Not just the right to vote, but equal pay, equal opportunity in jobs and
education, free abortion and contraception, free maternity care, paid
maternity leave and free childcare, easy civil marriage and divorce and
so on.
Marxism's
great achievement was to recognise that sexist ideas flow from women's
position in class society. So only by getting rid of the material basis
of their oppression - their unpaid labour in the home and consequent
economic inequality - can women become truly free.
The
Russian revolution made a start. But tragically Russia was too poor and
economically backward to complete the project of socialising housework
and childcare. In the 1920s came Stalin's counter revolution when women,
and the working class generally, lost these improvements.
The
upsurge of class struggle in the 1960s and 70s also saw the birth of
movements against oppression and a series of struggles against sexism,
racism and homophobia.

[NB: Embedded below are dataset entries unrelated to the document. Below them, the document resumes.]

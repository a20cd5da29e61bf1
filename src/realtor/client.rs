// client.rs
use crate::domain::listing::Listing;
use crate::realtor::mapping::listing_from_record;
use crate::realtor::models::{extract_results, RealtorRecord};
use crate::realtor::RealtorApiError;
use clap::ValueEnum;
use reqwest::blocking::{Client, RequestBuilder};
use reqwest::header::{HeaderMap, HeaderValue, ACCEPT};
use serde_json::{json, Map, Value};
use std::time::Duration;
use url::Url;

/// A single best-effort request: no retries.
pub const REQUEST_TIMEOUT: Duration = Duration::from_secs(30);

#[derive(Debug, Clone, Copy, PartialEq, Eq, ValueEnum)]
#[value(rename_all = "UPPER")]
pub enum HttpMethod {
    Get,
    Post,
}

/// Which listing status a search asks the provider for.
#[derive(Debug, Clone, Copy, PartialEq, Eq)]
pub enum SearchPurpose {
    Sale,
    Rent,
}

impl SearchPurpose {
    fn statuses(self) -> Value {
        match self {
            SearchPurpose::Sale => json!(["for_sale", "ready_to_build"]),
            SearchPurpose::Rent => json!(["for_rent"]),
        }
    }
}

/// Everything needed to issue one search against a RapidAPI realtor endpoint.
#[derive(Debug, Clone)]
pub struct SearchRequest {
    pub endpoint: String,
    pub method: HttpMethod,
    pub location_param: String,
    pub location_value: String,
    pub limit: u32,
    pub purpose: SearchPurpose,
    pub filters: Map<String, Value>,
}

#[derive(Clone)]
pub struct RealtorClient {
    client: Client,
    host: String,
    api_key: Option<String>,
}

impl RealtorClient {
    /// The key is only checked when a request is actually sent, so a run
    /// that never touches the API does not need one.
    pub fn new(host: impl Into<String>, api_key: Option<String>) -> Result<Self, RealtorApiError> {
        let client = Client::builder()
            .timeout(REQUEST_TIMEOUT)
            .build()
            .map_err(|e| RealtorApiError::Network(e.to_string()))?;

        Ok(Self {
            client,
            host: host.into(),
            api_key,
        })
    }

    pub fn search(&self, request: &SearchRequest) -> Result<Vec<Listing>, RealtorApiError> {
        let payload = self.fetch_payload(request)?;

        let listings = extract_results(&payload)
            .into_iter()
            .filter_map(|item| match serde_json::from_value::<RealtorRecord>(item) {
                Ok(record) => listing_from_record(&record),
                Err(e) => {
                    tracing::debug!(error = %e, "skipping malformed realtor record");
                    None
                }
            })
            .collect();

        Ok(listings)
    }

    pub fn fetch_payload(&self, request: &SearchRequest) -> Result<Value, RealtorApiError> {
        let builder = self.build_request(request)?;

        let resp = builder
            .send()
            .map_err(|e| RealtorApiError::Network(e.to_string()))?;

        let status = resp.status();
        let text = resp
            .text()
            .map_err(|e| RealtorApiError::Network(e.to_string()))?;

        if !status.is_success() {
            return Err(RealtorApiError::HttpStatus {
                status: status.as_u16(),
                body: text,
            });
        }

        serde_json::from_str(&text).map_err(|e| RealtorApiError::JsonParse(e.to_string()))
    }

    fn build_request(&self, request: &SearchRequest) -> Result<RequestBuilder, RealtorApiError> {
        let api_key = self
            .api_key
            .as_deref()
            .filter(|k| !k.is_empty())
            .ok_or(RealtorApiError::MissingApiKey)?;

        let key = HeaderValue::from_str(api_key)
            .map_err(|e| RealtorApiError::InvalidHeader(format!("api key: {e}")))?;
        let host = HeaderValue::from_str(&self.host)
            .map_err(|e| RealtorApiError::InvalidHeader(format!("host: {e}")))?;

        let mut headers = HeaderMap::new();
        headers.insert("x-rapidapi-key", key);
        headers.insert("x-rapidapi-host", host.clone());
        headers.insert("x-api-host", host);
        headers.insert(ACCEPT, HeaderValue::from_static("application/json"));

        let url = request_url(&self.host, request)?;
        tracing::debug!(method = ?request.method, %url, "realtor request");

        let builder = match request.method {
            HttpMethod::Get => self.client.get(url).headers(headers),
            // `.json` also sets the JSON content type.
            HttpMethod::Post => self
                .client
                .post(url)
                .headers(headers)
                .json(&post_payload(request)),
        };
        Ok(builder)
    }
}

fn normalize_endpoint(endpoint: &str) -> String {
    let trimmed = endpoint.trim();
    if trimmed.starts_with('/') {
        trimmed.to_string()
    } else {
        format!("/{trimmed}")
    }
}

/// Full URL for a request. GET requests carry the search in the query string.
pub fn request_url(host: &str, request: &SearchRequest) -> Result<Url, RealtorApiError> {
    let base = Url::parse(&format!("https://{}", host.trim()))
        .map_err(|e| RealtorApiError::InvalidUrl(format!("{host}: {e}")))?;
    let mut url = base
        .join(&normalize_endpoint(&request.endpoint))
        .map_err(|e| RealtorApiError::InvalidUrl(format!("{}: {e}", request.endpoint)))?;

    if request.method == HttpMethod::Get {
        url.query_pairs_mut().extend_pairs(query_params(request));
    }
    Ok(url)
}

/// GET parameters. Nested filter objects are sent as compact JSON text and
/// lists as comma-separated values.
pub fn query_params(request: &SearchRequest) -> Vec<(String, String)> {
    let mut params = vec![
        (
            request.location_param.clone(),
            request.location_value.clone(),
        ),
        ("offset".to_string(), "0".to_string()),
        ("limit".to_string(), request.limit.to_string()),
        ("sort".to_string(), "relevance".to_string()),
    ];

    for (key, value) in &request.filters {
        let text = match value {
            Value::String(s) => s.clone(),
            Value::Array(items) => items
                .iter()
                .map(|v| v.as_str().map(str::to_string).unwrap_or_else(|| v.to_string()))
                .collect::<Vec<_>>()
                .join(","),
            other => other.to_string(),
        };
        match params.iter_mut().find(|(k, _)| k == key) {
            Some(existing) => existing.1 = text,
            None => params.push((key.clone(), text)),
        }
    }
    params
}

/// POST body. Filters are merged over the defaults.
pub fn post_payload(request: &SearchRequest) -> Value {
    let mut payload = Map::new();
    payload.insert("limit".to_string(), json!(request.limit));
    payload.insert("offset".to_string(), json!(0));
    payload.insert(
        request.location_param.clone(),
        json!(request.location_value),
    );
    payload.insert("status".to_string(), request.purpose.statuses());
    payload.insert(
        "sort".to_string(),
        json!({ "direction": "desc", "field": "list_date" }),
    );
    for (key, value) in &request.filters {
        payload.insert(key.clone(), value.clone());
    }
    Value::Object(payload)
}

#[cfg(test)]
mod tests {
    use super::*;

    fn rent_request(method: HttpMethod) -> SearchRequest {
        SearchRequest {
            endpoint: "properties/v3/list-for-rent".to_string(),
            method,
            location_param: "zip".to_string(),
            location_value: "76131".to_string(),
            limit: 40,
            purpose: SearchPurpose::Rent,
            filters: Map::new(),
        }
    }

    #[test]
    fn get_url_carries_search_in_query() {
        let url = request_url("realtor-search.p.rapidapi.com", &rent_request(HttpMethod::Get)).unwrap();
        assert_eq!(
            url.as_str(),
            "https://realtor-search.p.rapidapi.com/properties/v3/list-for-rent?zip=76131&offset=0&limit=40&sort=relevance"
        );
    }

    #[test]
    fn post_url_has_no_query_and_body_has_status() {
        let request = rent_request(HttpMethod::Post);
        let url = request_url("realty-in-us.p.rapidapi.com", &request).unwrap();
        assert_eq!(url.query(), None);

        let body = post_payload(&request);
        assert_eq!(body["zip"], json!("76131"));
        assert_eq!(body["status"], json!(["for_rent"]));
        assert_eq!(body["sort"]["field"], json!("list_date"));
        assert_eq!(body["limit"], json!(40));
    }

    #[test]
    fn filters_flatten_into_query_and_merge_into_body() {
        let mut request = rent_request(HttpMethod::Get);
        request.purpose = SearchPurpose::Sale;
        request.filters.insert("list_price".into(), json!({ "max": 350000.0 }));
        request.filters.insert("prop_type".into(), json!(["condo", "single_family"]));

        let params = query_params(&request);
        assert!(params.contains(&("list_price".into(), r#"{"max":350000.0}"#.into())));
        assert!(params.contains(&("prop_type".into(), "condo,single_family".into())));

        let body = post_payload(&request);
        assert_eq!(body["status"], json!(["for_sale", "ready_to_build"]));
        assert_eq!(body["list_price"]["max"], json!(350000.0));
    }

    #[test]
    fn missing_key_is_a_config_error_before_any_network() {
        let client = RealtorClient::new("example.invalid", None).unwrap();
        let err = client.search(&rent_request(HttpMethod::Get)).unwrap_err();
        assert!(err.is_config());
    }
}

Out of these struggles, great gains were made, at
least in the more advanced industrial societies. Young women of today
have far more rights and opportunities than their mothers and
grandmothers.
But we
are still far from being liberated. And many of the gains are enjoyed
only by a minority of women. Many feminists today have essentially given
up on liberation, aspiring only to equal rights with men within the
framework of an exploitative capitalist society. For working class
women, that doesn't offer much.
Marxism,
ultimately, is about human liberation. It's about the fundamental
transformation of every aspect of society, not about winning a few
reforms that benefit a minority. And that's why anyone who wants to
fight for women's liberation should be a Marxist.